■ Activity
All of the records below need to be returned exactly.

■ Given data
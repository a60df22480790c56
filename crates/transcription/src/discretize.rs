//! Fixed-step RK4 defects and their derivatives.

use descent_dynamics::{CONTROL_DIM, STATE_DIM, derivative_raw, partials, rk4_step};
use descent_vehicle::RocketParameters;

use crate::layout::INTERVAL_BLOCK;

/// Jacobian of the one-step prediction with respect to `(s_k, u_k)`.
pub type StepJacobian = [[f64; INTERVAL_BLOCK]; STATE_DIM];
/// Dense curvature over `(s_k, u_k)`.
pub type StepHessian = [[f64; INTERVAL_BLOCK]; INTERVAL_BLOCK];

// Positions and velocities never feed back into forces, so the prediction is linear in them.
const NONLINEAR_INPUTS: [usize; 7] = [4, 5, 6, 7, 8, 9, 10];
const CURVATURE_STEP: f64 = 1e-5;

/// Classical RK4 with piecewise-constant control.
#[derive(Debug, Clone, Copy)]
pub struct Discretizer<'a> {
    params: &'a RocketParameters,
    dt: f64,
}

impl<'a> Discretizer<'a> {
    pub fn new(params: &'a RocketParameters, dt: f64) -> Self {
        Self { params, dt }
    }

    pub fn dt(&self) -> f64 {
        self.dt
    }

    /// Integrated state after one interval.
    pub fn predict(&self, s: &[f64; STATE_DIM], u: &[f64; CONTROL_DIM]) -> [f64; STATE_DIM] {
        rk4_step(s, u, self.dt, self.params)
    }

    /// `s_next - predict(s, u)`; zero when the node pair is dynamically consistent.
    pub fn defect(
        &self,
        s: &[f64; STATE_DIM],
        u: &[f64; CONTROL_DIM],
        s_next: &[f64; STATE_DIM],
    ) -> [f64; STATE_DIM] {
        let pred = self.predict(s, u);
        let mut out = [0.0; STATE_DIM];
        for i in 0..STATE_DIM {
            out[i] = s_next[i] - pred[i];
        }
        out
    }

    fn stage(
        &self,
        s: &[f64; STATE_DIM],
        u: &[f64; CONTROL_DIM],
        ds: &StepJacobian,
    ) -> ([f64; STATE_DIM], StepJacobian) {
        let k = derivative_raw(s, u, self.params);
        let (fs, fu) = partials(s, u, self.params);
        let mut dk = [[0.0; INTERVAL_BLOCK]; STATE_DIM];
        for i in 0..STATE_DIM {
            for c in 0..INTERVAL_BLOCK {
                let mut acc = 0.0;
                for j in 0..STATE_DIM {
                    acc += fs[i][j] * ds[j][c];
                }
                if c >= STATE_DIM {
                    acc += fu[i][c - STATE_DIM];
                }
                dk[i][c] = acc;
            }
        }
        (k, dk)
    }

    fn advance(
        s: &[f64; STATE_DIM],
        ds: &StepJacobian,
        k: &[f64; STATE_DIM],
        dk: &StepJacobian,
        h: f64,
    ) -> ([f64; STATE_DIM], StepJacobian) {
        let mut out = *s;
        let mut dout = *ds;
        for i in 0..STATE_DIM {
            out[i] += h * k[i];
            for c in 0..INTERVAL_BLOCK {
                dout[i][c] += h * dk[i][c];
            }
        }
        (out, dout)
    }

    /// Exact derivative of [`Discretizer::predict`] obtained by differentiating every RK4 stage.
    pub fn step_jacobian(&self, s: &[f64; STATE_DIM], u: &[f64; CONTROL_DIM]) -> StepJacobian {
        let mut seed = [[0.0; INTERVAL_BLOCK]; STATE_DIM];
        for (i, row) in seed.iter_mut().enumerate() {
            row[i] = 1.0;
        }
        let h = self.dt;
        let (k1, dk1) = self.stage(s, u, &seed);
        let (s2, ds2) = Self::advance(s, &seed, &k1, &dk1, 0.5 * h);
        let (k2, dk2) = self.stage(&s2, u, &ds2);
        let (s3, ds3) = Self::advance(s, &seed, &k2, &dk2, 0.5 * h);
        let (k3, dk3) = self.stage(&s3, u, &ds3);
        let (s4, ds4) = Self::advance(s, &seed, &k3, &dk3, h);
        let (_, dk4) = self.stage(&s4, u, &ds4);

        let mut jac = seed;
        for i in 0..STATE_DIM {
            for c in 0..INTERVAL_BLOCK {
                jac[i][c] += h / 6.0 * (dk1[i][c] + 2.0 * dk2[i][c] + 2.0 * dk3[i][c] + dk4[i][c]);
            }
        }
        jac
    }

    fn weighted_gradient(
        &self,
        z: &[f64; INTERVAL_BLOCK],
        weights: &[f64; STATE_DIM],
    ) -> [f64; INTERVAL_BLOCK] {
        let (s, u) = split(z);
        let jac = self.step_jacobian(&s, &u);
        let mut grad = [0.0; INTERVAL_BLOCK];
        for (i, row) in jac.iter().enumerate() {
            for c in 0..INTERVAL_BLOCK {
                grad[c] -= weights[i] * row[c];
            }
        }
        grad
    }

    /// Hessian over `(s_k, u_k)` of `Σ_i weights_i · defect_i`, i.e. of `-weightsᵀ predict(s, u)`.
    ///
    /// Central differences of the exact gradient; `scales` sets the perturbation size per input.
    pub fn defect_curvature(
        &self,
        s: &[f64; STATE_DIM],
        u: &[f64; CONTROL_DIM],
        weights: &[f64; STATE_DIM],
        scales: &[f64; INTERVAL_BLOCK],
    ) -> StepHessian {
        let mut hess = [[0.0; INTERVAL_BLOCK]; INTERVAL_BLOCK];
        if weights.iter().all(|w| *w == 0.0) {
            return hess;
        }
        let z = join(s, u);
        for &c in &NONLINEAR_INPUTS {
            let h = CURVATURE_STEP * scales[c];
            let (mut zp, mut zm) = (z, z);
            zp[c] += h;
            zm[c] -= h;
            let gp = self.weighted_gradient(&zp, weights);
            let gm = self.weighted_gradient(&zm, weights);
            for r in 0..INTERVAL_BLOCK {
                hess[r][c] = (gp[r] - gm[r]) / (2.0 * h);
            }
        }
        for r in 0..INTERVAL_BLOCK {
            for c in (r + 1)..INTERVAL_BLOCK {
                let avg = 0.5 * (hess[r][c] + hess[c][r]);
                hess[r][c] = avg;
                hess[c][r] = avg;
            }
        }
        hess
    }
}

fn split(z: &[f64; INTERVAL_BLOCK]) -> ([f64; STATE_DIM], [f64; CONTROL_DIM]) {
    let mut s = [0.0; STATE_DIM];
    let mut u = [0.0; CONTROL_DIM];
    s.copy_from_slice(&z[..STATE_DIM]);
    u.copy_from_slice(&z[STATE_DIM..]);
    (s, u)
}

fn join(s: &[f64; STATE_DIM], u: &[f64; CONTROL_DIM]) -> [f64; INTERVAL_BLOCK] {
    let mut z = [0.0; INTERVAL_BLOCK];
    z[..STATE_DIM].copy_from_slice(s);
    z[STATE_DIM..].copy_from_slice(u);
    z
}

■ Task response
repository a60df22480790c56
filename crates/transcription/src/discretize.rs
//! Fixed-step RK4 defects and their derivatives.

use descent_dynamics::{CONTROL_DIM, STATE_DIM, derivative_raw, partials, rk4_step};
use descent_vehicle::RocketParameters;

use crate::layout::INTERVAL_BLOCK;

/// Jacobian of the one-step prediction with respect to `(s_k, u_k)`.
pub type StepJacobian = [[f64; INTERVAL_BLOCK]; STATE_DIM];
/// Dense curvature over `(s_k, u_k)`.
pub type StepHessian = [[f64; INTERVAL_BLOCK]; INTERVAL_BLOCK];

// Positions and velocities never feed back into forces, so the prediction is linear in them.
const NONLINEAR_INPUTS: [usize; 7] = [4, 5, 6, 7, 8, 9, 10];
const CURVATURE_STEP: f64 = 1e-5;

/// Classical RK4 with piecewise-constant control.
#[derive(Debug, Clone, Copy)]
pub struct Discretizer<'a> {
    params: &'a RocketParameters,
    dt: f64,
}

impl<'a> Discretizer<'a> {
    pub fn new(params: &'a RocketParameters, dt: f64) -> Self {
        Self { params, dt }
    }

    pub fn dt(&self) -> f64 {
        self.dt
    }

    /// Integrated state after one interval.
    pub fn predict(&self, s: &[f64; STATE_DIM], u: &[f64; CONTROL_DIM]) -> [f64; STATE_DIM] {
        rk4_step(s, u, self.dt, self.params)
    }

    /// `s_next - predict(s, u)`; zero when the node pair is dynamically consistent.
    pub fn defect(
        &self,
        s: &[f64; STATE_DIM],
        u: &[f64; CONTROL_DIM],
        s_next: &[f64; STATE_DIM],
    ) -> [f64; STATE_DIM] {
        let pred = self.predict(s, u);
        let mut out = [0.0; STATE_DIM];
        for i in 0..STATE_DIM {
            out[i] = s_next[i] - pred[i];
        }
        out
    }

    fn stage(
        &self,
        s: &[f64; STATE_DIM],
        u: &[f64; CONTROL_DIM],
        ds: &StepJacobian,
    ) -> ([f64; STATE_DIM], StepJacobian) {
        let k = derivative_raw(s, u, self.params);
        let (fs, fu) = partials(s, u, self.params);
        let mut dk = [[0.0; INTERVAL_BLOCK]; STATE_DIM];
        for i in 0..STATE_DIM {
            for c in 0..INTERVAL_BLOCK {
                let mut acc = 0.0;
                for j in 0..STATE_DIM {
                    acc += fs[i][j] * ds[j][c];
                }
                if c >= STATE_DIM {
                    acc += fu[i][c - STATE_DIM];
                }
                dk[i][c] = acc;
            }
        }
        (k, dk)
    }

    fn advance(
        s: &[f64; STATE_DIM],
        ds: &StepJacobian,
        k: &[f64; STATE_DIM],
        dk: &StepJacobian,
        h: f64,
    ) -> ([f64; STATE_DIM], StepJacobian) {
        let mut out = *s;
        let mut dout = *ds;
        for i in 0..STATE_DIM {
            out[i] += h * k[i];
            for c in 0..INTERVAL_BLOCK {
                dout[i][c] += h * dk[i][c];
            }
        }
        (out, dout)
    }

    /// Exact derivative of [`Discretizer::predict`] obtained by differentiating every RK4 stage.
    pub fn step_jacobian(&self, s: &[f64; STATE_DIM], u: &[f64; CONTROL_DIM]) -> StepJacobian {
        let mut seed = [[0.0; INTERVAL_BLOCK]; STATE_DIM];
        for (i, row) in seed.iter_mut().enumerate() {
            row[i] = 1.0;
        }
        let h = self.dt;
        let (k1, dk1) = self.stage(s, u, &seed);
        let (s2, ds2) = Self::advance(s, &seed, &k1, &dk1, 0.5 * h);
        let (k2, dk2) = self.stage(&s2, u, &ds2);
        let (s3, ds3) = Self::advance(s, &seed, &k2, &dk2, 0.5 * h);
        let (k3, dk3) = self.stage(&s3, u, &ds3);
        let (s4, ds4) = Self::advance(s, &seed, &k3, &dk3, h);
        let (_, dk4) = self.stage(&s4, u, &ds4);

        let mut jac = seed;
        for i in 0..STATE_DIM {
            for c in 0..INTERVAL_BLOCK {
                jac[i][c] += h / 6.0 * (dk1[i][c] + 2.0 * dk2[i][c] + 2.0 * dk3[i][c] + dk4[i][c]);
            }
        }
        jac
    }

    fn weighted_gradient(
        &self,
        z: &[f64; INTERVAL_BLOCK],
        weights: &[f64; STATE_DIM],
    ) -> [f64; INTERVAL_BLOCK] {
        let (s, u) = split(z);
        let jac = self.step_jacobian(&s, &u);
        let mut grad = [0.0; INTERVAL_BLOCK];
        for (i, row) in jac.iter().enumerate() {
            for c in 0..INTERVAL_BLOCK {
                grad[c] -= weights[i] * row[c];
            }
        }
        grad
    }

    /// Hessian over `(s_k, u_k)` of `Σ_i weights_i · defect_i`, i.e. of `-weightsᵀ predict(s, u)`.
    ///
    /// Central differences of the exact gradient; `scales` sets the perturbation size per input.
    pub fn defect_curvature(
        &self,
        s: &[f64; STATE_DIM],
        u: &[f64; CONTROL_DIM],
        weights: &[f64; STATE_DIM],
        scales: &[f64; INTERVAL_BLOCK],
    ) -> StepHessian {
        let mut hess = [[0.0; INTERVAL_BLOCK]; INTERVAL_BLOCK];
        if weights.iter().all(|w| *w == 0.0) {
            return hess;
        }
        let z = join(s, u);
        for &c in &NONLINEAR_INPUTS {
            let h = CURVATURE_STEP * scales[c];
            let (mut zp, mut zm) = (z, z);
            zp[c] += h;
            zm[c] -= h;
            let gp = self.weighted_gradient(&zp, weights);
            let gm = self.weighted_gradient(&zm, weights);
            for r in 0..INTERVAL_BLOCK {
                hess[r][c] = (gp[r] - gm[r]) / (2.0 * h);
            }
        }
        for r in 0..INTERVAL_BLOCK {
            for c in (r + 1)..INTERVAL_BLOCK {
                let avg = 0.5 * (hess[r][c] + hess[c][r]);
                hess[r][c] = avg;
                hess[c][r] = avg;
            }
        }
        hess
    }
}

fn split(z: &[f64; INTERVAL_BLOCK]) -> ([f64; STATE_DIM], [f64; CONTROL_DIM]) {
    let mut s = [0.0; STATE_DIM];
    let mut u = [0.0; CONTROL_DIM];
    s.copy_from_slice(&z[..STATE_DIM]);
    u.copy_from_slice(&z[STATE_DIM..]);
    (s, u)
}

fn join(s: &[f64; STATE_DIM], u: &[f64; CONTROL_DIM]) -> [f64; INTERVAL_BLOCK] {
    let mut z = [0.0; INTERVAL_BLOCK];
    z[..STATE_DIM].copy_from_slice(s);
    z[STATE_DIM..].copy_from_slice(u);
    z
}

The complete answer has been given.